By Andrea Ayres

At Comic-Con there’s been a great deal of discussion about how to increase diversity among creators and artists but what about within the marketplace itself? That’s what a number of panelists, assembled by Lion Forge comics, sought to unravel the morning of July 23.

From L-R : Jeremy Atkins (Publicist, Lion Forge) Andrew Woodrow-Butcher (Children’s Bookseller) Jennifer Haines (Owner, The Dragon), Sara Weir (National Down Syndrome Society), David Booher (Powerless), Jim Killen (Buyer, Barnes and Noble), David F. Walker (Superb)

Having both the business and creative side of the comic industry represented helped make for an interesting discussion. Is there really a lack of interest in diverse comics and comic book creators, or is the culprit something else? For Barnes and Noble buyer Jim Kellen, the issue has never been a lack of interest. “The audience has always been there, but they haven’t had anything that speaks to them personally. The moment that happens, they come out and they support it.”

There’s still an enormous void of stories out there, in pop-culture and in comics, that represent women, people of color, and individuals of varying ability levels. That’s part of what has made working on the comic Superb so exciting for Sara Weir of the National Down Syndrome Society (NDSS).

Superb is part of Lion Forge’s Catalyst Prime universe and tells the story of Jonah. Jonah is a superhero who also happens to have Down Syndrome.

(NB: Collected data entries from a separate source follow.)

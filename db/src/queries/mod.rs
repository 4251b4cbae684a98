//! Query evaluation against a record store.
//!
//! Every function here takes the store explicitly: reads borrow it shared,
//! mutations borrow it exclusively. Nothing is cached between calls.
//!
//! # Query Categories
//!
//! ## Filtering
//! - [`filter`] - Compile filter arguments into predicates and match records
//!
//! ## Reads
//! - [`lookup`] - Find a record by id
//! - [`list`] - Filtered, sorted, paginated listings and counts
//! - [`relationships`] - Traverse many-to-one, one-to-many and many-to-many edges
//!
//! ## Writes
//! - [`mutation`] - Create, update and remove records

use thiserror::Error;

pub mod filter;
pub mod list;
pub mod lookup;
pub mod mutation;
pub mod relationships;

pub use filter::Filter;
pub use list::{count, list, ListParams, SortOrder, DEFAULT_PER_PAGE};
pub use lookup::lookup;
pub use mutation::{changes_from_json, create, remove, update, Changes};
pub use relationships::{many_to_one, referenced_by, references};

#[derive(Error, Debug, Clone, PartialEq, Eq)]
pub enum QueryError {
    #[error("Unknown collection '{collection}'")]
    UnknownCollection { collection: String },

    #[error("Unknown type '{type_name}'")]
    UnknownType { type_name: String },

    #[error("Unknown field '{field}' on type '{type_name}'")]
    UnknownField { type_name: String, field: String },

    #[error("Unknown argument '{argument}' for field '{field}'")]
    UnknownArgument { field: String, argument: String },

    #[error("Unknown filter key '{key}' for collection '{collection}'")]
    UnknownFilterKey { collection: String, key: String },

    #[error("Missing required argument '{argument}' for field '{field}'")]
    MissingArgument { field: String, argument: String },

    #[error("Invalid argument '{argument}': {message}")]
    InvalidArgument { argument: String, message: String },

    #[error("No record with id '{id}' in collection '{collection}'")]
    NotFound { collection: String, id: String },
}

impl QueryError {
    pub(crate) fn unknown_collection(collection: &str) -> Self {
        QueryError::UnknownCollection {
            collection: collection.to_string(),
        }
    }

    pub(crate) fn invalid(argument: &str, message: impl Into<String>) -> Self {
        QueryError::InvalidArgument {
            argument: argument.to_string(),
            message: message.into(),
        }
    }
}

According to the NDSS, Down Syndrome is the most commonly occurring chromosomal condition in the United States. Weir and the NDSS have partnered with Lion Forge comics to ensure the depiction of Jonah is authentic and accurate. Getting it right is something the writer of the comic, David F. Walker has spent a great deal of time thinking about.

Walker says he jumped at the chance to write Jonah in part because of an experience he had years ago. Teaching a storytelling workshop for young people experiencing grief, Walker was partnered with a girl with autism. He had been told that she was mostly nonverbal and having never been around anyone with autism before, Walker admits he was terrified. By the end of the workshop, however, he and the young girl had formed a bond. That experience is one he has called upon writing the character of Jonah, “I didn’t want this to just be lip service.”

Moderator Jeremy Atkins, whose mother was an occupational therapist, talked about how being around people with different abilities was part of how he grew up. “She would actually invite her patients to my birthday parties.” Adding, “it was kind of this incredible and unique experience for me.”

That element of making the unfamiliar more familiar is an important component of including characters of different backgrounds and abilities. Accomplishing this involves creating fully realized characters and stories. The fact a character is gay, or black, or differently abled should not be the aspect of their humanity that defines them, but simply an element of their experience. David Booher’s spoke to this when he talked about the introduction of a gay character into the series Powerless (Vault). The characters preference is revealed over several issues as the character goes about living her life, which Booher’s says is much more reflective of reality.

As the owner of a comic book store, Jennifer Haines touched on an important issue regarding the treatment of patrons at comic book stores. Haines says that the market is there, the audience is there, but what is perhaps lagging behind are the store owners. These owners may not know their patrons are interested in reading more inclusive stories or presume their patrons do not care. To remedy this, Haines suggests readers go into comic book stores and ask for more diverse and inclusive content and material.

As someone who partners with teachers and teacher librarians, Andrew Woodrow-Butcher wonders if the material is as readily available as others have suggested. Often, Woodrow-Butcher notes, the material being asked for doesn’t even exist yet. “It’s a systemic problem, it’s publishers and booksellers.” Part of how these panelists believe the industry can change is through consistent and concerted efforts to challenge antiquated business practices and attitudes.

If there was an overarching theme to this discussion it would likely be summed up in Walker’s view of how he sees himself as a writer. “My job is to be creative, and my second job is to give back humanity to people who have been dehumanized and that is far too many of us.”

The hope these panelists expressed is for comics to reflect the unique universe we already see around us. To have characters who are fully realized, with flaws and challenges they must overcome and learn to cope with. Characters who possess their own hopes, dreams and agency and are not merely defined by one or two characteristics.